Inadequate lighting not only is an impediment to progress and development opportunities, but also has an adverse impact on the environment and health of billions of people. TERI aims to provide 200 million solar lanterns to rural households across the world, touching one billion lives, which presently use kerosene or biomass for meeting their most basic lighting needs.

The campaign aims to bring light into the lives of one billion rural people by replacing the kerosene and paraffin lanterns with solar lighting devices. This will facilitate education of children; provide better illumination and kerosene-smoke-free indoor environment for women to do household chores; and provide opportunities for livelihoods both at the individual level and at village level. The solar lanterns will also provide better illumination and eliminate the health problems associated with kerosene lanterns, such as pulmonary diseases and poor eyesight. In terms of physical targets, it translates into 200 000 000 solar lanterns in use, assuming that each solar lantern benefits five members of a family.

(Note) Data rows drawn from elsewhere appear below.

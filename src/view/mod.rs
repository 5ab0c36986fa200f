//! Wallet view: the records the wallet keeps about its own chain state, and
//! the scanner that discovers them.

pub mod records;
mod scanner;

pub use records::*;
pub use scanner::{AddressOwnership, ScanResult, ScannerError, SctUpdates, StoredHash, ViewScanner};
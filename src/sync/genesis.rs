//! Fresh-wallet start: frontier bootstrap and chunked genesis scanning.

use tracing::info;

use crate::chain::{CompactBlock, Height};
use crate::sync::SyncError;
use crate::view::Epoch;

use super::processor::BlockProcessor;

impl BlockProcessor {
	/// Start a fresh wallet from a precomputed frontier instead of genesis.
	///
	/// Applies only when a snapshot height is configured, the wallet was
	/// created at or after it, and no snapshot was applied before.
	///
	/// # Returns
	/// The new checkpoint, or `None` when nothing was applied.
	pub(crate) async fn apply_bootstrap_snapshot(&self) -> Result<Option<Height>, SyncError> {
		let (Some(snapshot_height), Some(created)) = (
			self.config.bootstrap_snapshot_height,
			self.config.wallet_creation_height,
		) else {
			return Ok(None);
		};
		if created < snapshot_height || self.store.bootstrap_applied().await? {
			return Ok(None);
		}

		let snapshot = self.querier.frontier_snapshot().await?;
		self.scanner.lock().await.load_frontier(&snapshot).await?;

		self.store
			.save_epoch(&Epoch {
				index: snapshot.epoch_index,
				start_height: snapshot.epoch_start_height,
			})
			.await?;
		let params = self.querier.app_params().await?;
		self.store.save_app_params(&params).await?;
		self.store.save_full_sync_height(snapshot.height).await?;
		self.store.mark_bootstrap_applied().await?;
		self.refresh_validators(snapshot.epoch_start_height).await?;

		info!(
			"Bootstrapped wallet {} from frontier at height {}",
			self.config.wallet_id, snapshot.height
		);
		Ok(Some(snapshot.height))
	}

	/// Trial-decrypt the genesis block in fixed-size slices.
	///
	/// Slices run strictly in order, each advancing the scanner's tree, and
	/// the task yields to the runtime between them. The caller flushes once
	/// afterwards.
	pub(crate) async fn scan_genesis(&self, genesis: &CompactBlock) -> Result<(), SyncError> {
		let chunk_size = self.config.genesis_chunk_size.max(1);
		let skip_trial_decrypt = self.config.predates_wallet(genesis.height);
		info!(
			"Scanning genesis block with {} payloads",
			genesis.state_payloads.len()
		);

		let mut scanner = self.scanner.lock().await;
		for (index, payloads) in genesis.state_payloads.chunks(chunk_size).enumerate() {
			let chunk = CompactBlock {
				height: genesis.height,
				epoch_index: genesis.epoch_index,
				state_payloads: payloads.to_vec(),
				..Default::default()
			};
			scanner
				.scan_genesis_chunk((index * chunk_size) as u64, &chunk, skip_trial_decrypt)
				.await?;
			tokio::task::yield_now().await;
		}
		scanner.finalize_genesis(genesis).await?;
		Ok(())
	}
}
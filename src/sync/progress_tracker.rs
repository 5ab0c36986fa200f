//! Progress tracking for a sync attempt.
//!
//! Counts processed blocks, flushes and relevant transactions, and logs
//! progress every 1000 blocks so long historical replays stay observable.

use std::time::Instant;
use tracing::info;

use crate::chain::Height;

const LOG_INTERVAL: u64 = 1000;

/// Service for tracking synchronization progress
#[derive(Debug, Clone)]
pub struct SyncProgressTracker {
    /// First height this attempt asked the stream for
    start_height: Height,
    /// The highest block height we've processed
    highest_processed: Option<Height>,
    blocks_processed: u64,
    flushes: u64,
    relevant_transactions: usize,
    /// Last height at which we logged progress
    last_logged: Height,
    started_at: Instant,
}

impl SyncProgressTracker {
    pub fn new(start_height: Height) -> Self {
        Self {
            start_height,
            highest_processed: None,
            blocks_processed: 0,
            flushes: 0,
            relevant_transactions: 0,
            last_logged: start_height,
            started_at: Instant::now(),
        }
    }

    /// Record one processed block.
    pub fn record_block(&mut self, height: Height, flushed: bool, relevant_transactions: usize) {
        self.highest_processed = Some(self.highest_processed.map_or(height, |h| h.max(height)));
        self.blocks_processed += 1;
        if flushed {
            self.flushes += 1;
        }
        self.relevant_transactions += relevant_transactions;
    }

    /// Log progress every 1000 blocks, or when forced
    pub fn log_progress(&mut self, latest_known: Height, force: bool) {
        let Some(highest) = self.highest_processed else {
            return;
        };
        if force || highest.saturating_sub(self.last_logged) >= LOG_INTERVAL {
            info!(
                "Sync progress: height {} of {}, {} blocks, {} flushes, {} relevant transactions",
                highest,
                latest_known,
                self.blocks_processed,
                self.flushes,
                self.relevant_transactions
            );
            self.last_logged = highest;
        }
    }

    pub fn get_stats(&self) -> SyncStats {
        SyncStats {
            start_height: self.start_height,
            highest_processed: self.highest_processed,
            blocks_processed: self.blocks_processed,
            flushes: self.flushes,
            relevant_transactions: self.relevant_transactions,
            elapsed_secs: self.started_at.elapsed().as_secs_f64(),
        }
    }
}

/// Statistics about one sync attempt
#[derive(Debug, Clone)]
pub struct SyncStats {
    pub start_height: Height,
    pub highest_processed: Option<Height>,
    pub blocks_processed: u64,
    pub flushes: u64,
    pub relevant_transactions: usize,
    pub elapsed_secs: f64,
}

impl SyncStats {
    /// Get a human-readable summary of the sync statistics
    pub fn summary(&self) -> String {
        match self.highest_processed {
            Some(highest) => format!(
                "Sync from {} to {}: {} blocks, {} flushes, {} relevant transactions in {:.1}s",
                self.start_height,
                highest,
                self.blocks_processed,
                self.flushes,
                self.relevant_transactions,
                self.elapsed_secs
            ),
            None => format!("Sync from {}: no blocks processed", self.start_height),
        }
    }
}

The campaign targets all communities across the world that lack access to modern and clean sources of lighting. Through this campaign, local entrepreneur-driven delivery channels are created for distribution and servicing of solar lanterns to rural communities, for whom kerosene is the predominant fuel for lighting—not only in households but also in small enterprises such as shops, local bazaars, tuition and coaching centres, and cottage industries. The campaign, which would help mitigate carbon emissions and the threat of climate change, will cover - besides India and Africa - less developed South-east Asian countries such as Cambodia, Laos and Myanmar, said Dr R.K. Pachauri, chairman of The Energy Research and Resources Institute (Teri).

The campaign uses solar lanterns that have CFLs (compact fluorescent lamps) as well as LEDs (light emitting diodes) for dual purposes. While CFL provides bright illumination for tasks such as studying and cooking; LEDs provide general low-level illumination during the whole night. The solar lantern, specially designed for the campaign, lights up for 4–5 hours daily using CFL and another 6–7 hours using LEDs upon full charge of its battery.

The campaign offers local and global environmental benefits. Each solar lantern in its useful life of 10 years displaces the use of about 500–600 litres of kerosene, thereby mitigating about 1.5 tonnes of CO2. However, since a solar lantern provides a much superior quality of illumination as compared to kerosene-based devices, it is prudent to compare it with lighting devices powered by grid-based electricity. Accordingly, each solar lantern is capable of saving about 180–200 kWh (kilowatt-hour) of electricity annually at the user-end, which translates into 280 kWh at the generation end, taking into account high technical and commercial losses. Thus, in its useful life of 10 years, each solar lantern mitigates about 2.8 tonnes of CO2.

A recent check with the LaBL website on the progress of the campaign shows that there are currently a total of 122 latterns made available at 15 villages.

Indian Bollywood film actors Ritesh Deshmukh, Priety Zinta, Amitabh Bachchan, Aishwarya Rai Bachchan and Abhishek Bachchan pose with a Solar Lanterns as they pledge their support to the ‘Light a Billion Lives’ campaign during a press conference to announce the ‘Unforgettable’ world tour, in Mumbai on July 11, 2008.

Source: Vettri .Net Photo Gallery, LaBL, TERI (India)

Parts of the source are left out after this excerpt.